Des partisans de l'ancien leader yéménite Ali Abdullah Saleh ont pris samedi le contrôle du principal aéroport du pays, alors que des chars d'assaut et des véhicules blindés ont occupé le tarmac et obligé les autorités à annuler les vols, au lendemain d'un remaniement militaire lors duquel des commandants influents ont été mis à la porte.

Aux commandes de camionnettes armées de canons anti-aériens, des membres de tribus armés, aux côtés de soldats en uniforme, ont ouvert le feu sur des bâtiments de l'aéroport international de Sanaa, en plus de tirer sur les tours de contrôle du complexe, avant d'encercler l'ensemble des bâtiments, bloquant des routes et repoussant les véhicules de passagers.

Cet affrontement rappelle les défis auxquels fait face le nouveau leader du pays, qui doit trouver le juste milieu entre une promesse de purger l'armée des éléments de l'ancien régime et l'influence toujours marquée de son prédécesseur.

L'enjeu est de taille : la stabilité du plus pauvre des pays arabes, où al-Qaïda pourrait fort bien occuper l'espace géopolitique laissé vacant.

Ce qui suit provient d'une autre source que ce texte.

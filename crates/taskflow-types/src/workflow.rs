//! Workflow configuration: the declarative input of a run.

use std::fmt;
use std::str::FromStr;

use serde::{Deserialize, Serialize};

use crate::task::TaskConfig;

/// Default number of task executions allowed in flight at once.
pub const DEFAULT_MAX_PARALLEL_TASKS: usize = 10;

// ---------------------------------------------------------------------------
// Failure strategy
// ---------------------------------------------------------------------------

/// What the engine does after a task fails permanently.
#[derive(Debug, Clone, Copy, Default, PartialEq, Eq, Hash, Serialize, Deserialize)]
#[serde(rename_all = "snake_case")]
pub enum FailureStrategy {
    /// Stop scheduling new tasks; let running tasks finish.
    #[default]
    FailFast,
    /// Keep scheduling every task whose dependencies succeeded.
    Continue,
    /// Accepted for compatibility; schedules exactly like `Continue`.
    RetryAll,
}

impl FailureStrategy {
    pub fn as_str(&self) -> &'static str {
        match self {
            FailureStrategy::FailFast => "fail_fast",
            FailureStrategy::Continue => "continue",
            FailureStrategy::RetryAll => "retry_all",
        }
    }

    /// Whether the first permanent failure halts scheduling.
    pub fn halts_on_failure(&self) -> bool {
        matches!(self, FailureStrategy::FailFast)
    }
}

impl fmt::Display for FailureStrategy {
    fn fmt(&self, f: &mut fmt::Formatter<'_>) -> fmt::Result {
        f.write_str(self.as_str())
    }
}

impl FromStr for FailureStrategy {
    type Err = String;

    fn from_str(s: &str) -> Result<Self, Self::Err> {
        match s.to_ascii_lowercase().replace('-', "_").as_str() {
            "fail_fast" => Ok(FailureStrategy::FailFast),
            "continue" => Ok(FailureStrategy::Continue),
            "retry_all" => Ok(FailureStrategy::RetryAll),
            other => Err(format!(
                "unknown failure strategy '{other}' (expected fail_fast, continue or retry_all)"
            )),
        }
    }
}

// ---------------------------------------------------------------------------
// WorkflowConfig
// ---------------------------------------------------------------------------

/// Declarative workflow: a list of tasks plus scheduling settings.
///
/// ```yaml
/// workflow_id: nightly-etl
/// max_parallel_tasks: 4
/// failure_strategy: continue
/// tasks:
///   - task_id: extract
///     task_type: shell
///   - task_id: load
///     task_type: shell
///     dependencies: [extract]
/// ```
#[derive(Debug, Clone, PartialEq, Serialize, Deserialize)]
pub struct WorkflowConfig {
    pub workflow_id: String,
    #[serde(default, skip_serializing_if = "String::is_empty")]
    pub name: String,
    #[serde(default, skip_serializing_if = "Option::is_none")]
    pub description: Option<String>,
    /// Tasks in declaration order. Dependencies must be declared first.
    #[serde(default)]
    pub tasks: Vec<TaskConfig>,
    #[serde(default = "default_max_parallel_tasks")]
    pub max_parallel_tasks: usize,
    #[serde(default)]
    pub failure_strategy: FailureStrategy,
}

fn default_max_parallel_tasks() -> usize {
    DEFAULT_MAX_PARALLEL_TASKS
}

impl WorkflowConfig {
    pub fn new(workflow_id: impl Into<String>) -> Self {
        Self {
            workflow_id: workflow_id.into(),
            name: String::new(),
            description: None,
            tasks: Vec::new(),
            max_parallel_tasks: DEFAULT_MAX_PARALLEL_TASKS,
            failure_strategy: FailureStrategy::default(),
        }
    }

    pub fn with_task(mut self, task: TaskConfig) -> Self {
        self.tasks.push(task);
        self
    }

    pub fn with_max_parallel_tasks(mut self, max: usize) -> Self {
        self.max_parallel_tasks = max;
        self
    }

    pub fn with_failure_strategy(mut self, strategy: FailureStrategy) -> Self {
        self.failure_strategy = strategy;
        self
    }

    pub fn display_name(&self) -> &str {
        if self.name.is_empty() {
            &self.workflow_id
        } else {
            &self.name
        }
    }
}
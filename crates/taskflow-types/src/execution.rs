//! Execution tracking types: per-task results and the aggregate run record.

use std::time::Duration;

use chrono::{DateTime, Utc};
use serde::{Deserialize, Serialize};
use serde_json::Value;
use uuid::Uuid;

use crate::task::TaskStatus;

// ---------------------------------------------------------------------------
// ExecutionResult
// ---------------------------------------------------------------------------

/// Outcome of one task's attempt sequence. Immutable once created.
#[derive(Debug, Clone, PartialEq, Serialize, Deserialize)]
pub struct ExecutionResult {
    pub task_id: String,
    /// `Success` or `Failed`.
    pub status: TaskStatus,
    /// Output returned by the executor (null on failure).
    #[serde(default)]
    pub output: Value,
    /// Error message of the last failed attempt.
    #[serde(default, skip_serializing_if = "Option::is_none")]
    pub error: Option<String>,
    /// Start of the first attempt.
    pub start_time: DateTime<Utc>,
    /// End of the last attempt.
    pub end_time: DateTime<Utc>,
    /// `end_time - start_time`, including backoff sleeps.
    pub duration_ms: u64,
    /// Attempts made beyond the first.
    pub retry_count: u32,
}

impl ExecutionResult {
    pub fn success(
        task_id: impl Into<String>,
        output: Value,
        start_time: DateTime<Utc>,
        end_time: DateTime<Utc>,
        retry_count: u32,
    ) -> Self {
        Self {
            task_id: task_id.into(),
            status: TaskStatus::Success,
            output,
            error: None,
            start_time,
            end_time,
            duration_ms: elapsed_ms(start_time, end_time),
            retry_count,
        }
    }

    pub fn failure(
        task_id: impl Into<String>,
        error: impl Into<String>,
        start_time: DateTime<Utc>,
        end_time: DateTime<Utc>,
        retry_count: u32,
    ) -> Self {
        Self {
            task_id: task_id.into(),
            status: TaskStatus::Failed,
            output: Value::Null,
            error: Some(error.into()),
            start_time,
            end_time,
            duration_ms: elapsed_ms(start_time, end_time),
            retry_count,
        }
    }

    pub fn is_success(&self) -> bool {
        self.status == TaskStatus::Success
    }

    pub fn duration(&self) -> Duration {
        Duration::from_millis(self.duration_ms)
    }
}

fn elapsed_ms(start: DateTime<Utc>, end: DateTime<Utc>) -> u64 {
    (end - start)
        .to_std()
        .map(|d| d.as_millis() as u64)
        .unwrap_or(0)
}

// ---------------------------------------------------------------------------
// WorkflowExecution
// ---------------------------------------------------------------------------

/// Overall status of a workflow run.
#[derive(Debug, Clone, Copy, PartialEq, Eq, Hash, Serialize, Deserialize)]
#[serde(rename_all = "snake_case")]
pub enum ExecutionStatus {
    Pending,
    Running,
    Success,
    Failed,
    Cancelled,
}

impl ExecutionStatus {
    pub fn is_terminal(&self) -> bool {
        matches!(
            self,
            ExecutionStatus::Success | ExecutionStatus::Failed | ExecutionStatus::Cancelled
        )
    }
}

impl std::fmt::Display for ExecutionStatus {
    fn fmt(&self, f: &mut std::fmt::Formatter<'_>) -> std::fmt::Result {
        let s = match self {
            ExecutionStatus::Pending => "pending",
            ExecutionStatus::Running => "running",
            ExecutionStatus::Success => "success",
            ExecutionStatus::Failed => "failed",
            ExecutionStatus::Cancelled => "cancelled",
        };
        f.write_str(s)
    }
}

/// Aggregate record of a single workflow run.
///
/// Created when the run starts and frozen by [`WorkflowExecution::finish`].
#[derive(Debug, Clone, PartialEq, Serialize, Deserialize)]
pub struct WorkflowExecution {
    /// UUIDv7 run ID.
    pub execution_id: Uuid,
    pub workflow_id: String,
    pub status: ExecutionStatus,
    pub tasks_total: usize,
    pub tasks_completed: usize,
    pub tasks_failed: usize,
    /// Per-task results in completion order.
    pub task_results: Vec<ExecutionResult>,
    /// Tasks that never ran: blocked by a failed dependency, left behind by
    /// fail-fast, or cancelled.
    #[serde(default, skip_serializing_if = "Vec::is_empty")]
    pub unresolved_tasks: Vec<String>,
    pub start_time: DateTime<Utc>,
    #[serde(default, skip_serializing_if = "Option::is_none")]
    pub end_time: Option<DateTime<Utc>>,
}

impl WorkflowExecution {
    /// Open a new run record in the `Running` state.
    pub fn start(workflow_id: impl Into<String>, tasks_total: usize) -> Self {
        Self {
            execution_id: Uuid::now_v7(),
            workflow_id: workflow_id.into(),
            status: ExecutionStatus::Running,
            tasks_total,
            tasks_completed: 0,
            tasks_failed: 0,
            task_results: Vec::new(),
            unresolved_tasks: Vec::new(),
            start_time: Utc::now(),
            end_time: None,
        }
    }

    /// Close the record with the collected results.
    ///
    /// Status is `Cancelled` when `cancelled`, otherwise `Success` only if no
    /// task failed and nothing was left unresolved.
    pub fn finish(
        &mut self,
        task_results: Vec<ExecutionResult>,
        unresolved_tasks: Vec<String>,
        cancelled: bool,
    ) {
        self.tasks_completed = task_results.iter().filter(|r| r.is_success()).count();
        self.tasks_failed = task_results.len() - self.tasks_completed;
        self.task_results = task_results;
        self.unresolved_tasks = unresolved_tasks;
        self.status = if cancelled {
            ExecutionStatus::Cancelled
        } else if self.tasks_failed == 0 && self.unresolved_tasks.is_empty() {
            ExecutionStatus::Success
        } else {
            ExecutionStatus::Failed
        };
        self.end_time = Some(Utc::now());
    }

    /// Wall-clock duration once finished.
    pub fn duration(&self) -> Option<Duration> {
        self.end_time
            .and_then(|end| (end - self.start_time).to_std().ok())
    }

    /// Look up the result of a task by ID.
    pub fn result_for(&self, task_id: &str) -> Option<&ExecutionResult> {
        self.task_results.iter().find(|r| r.task_id == task_id)
    }
}

// ---------------------------------------------------------------------------
// Progress
// ---------------------------------------------------------------------------

/// Live progress counters of a run.
#[derive(Debug, Clone, Copy, Default, PartialEq, Serialize, Deserialize)]
pub struct WorkflowProgress {
    pub total: usize,
    pub pending: usize,
    pub running: usize,
    pub completed: usize,
    pub failed: usize,
    pub cancelled: usize,
    pub percent_complete: f64,
}

impl WorkflowProgress {
    /// Tally progress from task statuses.
    pub fn from_statuses<I>(statuses: I) -> Self
    where
        I: IntoIterator<Item = TaskStatus>,
    {
        let mut progress = Self::default();
        for status in statuses {
            progress.total += 1;
            match status {
                TaskStatus::Pending => progress.pending += 1,
                TaskStatus::Running | TaskStatus::Retrying => progress.running += 1,
                TaskStatus::Success => progress.completed += 1,
                TaskStatus::Failed => progress.failed += 1,
                TaskStatus::Skipped | TaskStatus::Cancelled => progress.cancelled += 1,
            }
        }
        if progress.total > 0 {
            let finished = progress.completed + progress.failed + progress.cancelled;
            progress.percent_complete = finished as f64 * 100.0 / progress.total as f64;
        }
        progress
    }
}

// ---------------------------------------------------------------------------
// Tests
// ---------------------------------------------------------------------------
//! Observability setup for taskflow binaries.

pub mod tracing_setup;

pub use tracing_setup::{init_tracing, shutdown_tracing};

Le nouveau président yéménite, Abed Rabbo Mansour Hadi, a limogé plusieurs généraux et d'autres puissants acteurs de l'ancien régime, vendredi, en tentant de démontrer qu'il respectait ses promesses de réformes pour apaiser les protestataires inquiets que Saleh puisse essayer de renouer avec le pouvoir à partir des coulisses. Pendant ses plus de 30 ans passés au pouvoir, l'ex-président a octroyé des postes clé au gouvernement et dans les services de sécurité à ses proches et à ses proches collaborateurs.

La restructuration a toutefois épargné le fils de l'ancien président, Ahmed, qui a conservé le commandement de la Garde républicaine, puissante et bien équipée, ou son neveu, Yahia, le chef des Forces de sécurité centrales, et le coup de force semble avoir été une tentative d'intimider M. Hadi pour l'empêcher de mettre en place des réformes encore plus importantes qui leurs feraient perdre leur poste.

Les deux hommes ont déployé des troupes pour faciliter le siège de l'aéroport, selon des responsables militaires.

Saleh a été le quatrième leader à être renversé dans la série de révoltes du Printemps arabe, cédant le pouvoir en vertu d'une entente conclue avec les pays du Golfe en vertu de laquelle il a transmis son autorité à M. Hadi, qui était alors son vice-président. L'entente lui a toutefois permis de demeurer à la tête de son parti, de conserver la moitié de ses ministres en place et ne stipule pas qu'il doive quitter le pays; certains craignent qu'il tente un jour de revenir à la tête de l'État.

Plusieurs Yéménites ne sont pas rassurés à propos de ses partisans qui commandent des unités militaires. L'armée a récemment subi plusieurs défaites dans sa guerre contre des militants liés à al-Qaïda qui ont pris le contrôle de plusieurs villes dans le sud du pays, et de nombreux individus croient que les commandants de Saleh visent activement à saboter la campagne.

L'ex-président était un fidèle allié des États-Unis dans la guerre contre la terreur, et les Américains espèrent que M. Hadi soit en mesure de relancer le combat, mais plusieurs responsables des services de renseignements yéménites ont fait savoir que l'instabilité prolongée menaçait cet effort.

Les États-Unis ont versé plus de 326 millions $ US au Yémen pour la guerre contre le terrorisme. Le flot monétaire s'est cependant abruptement tari l'an dernier après l'éclatement de la révolte.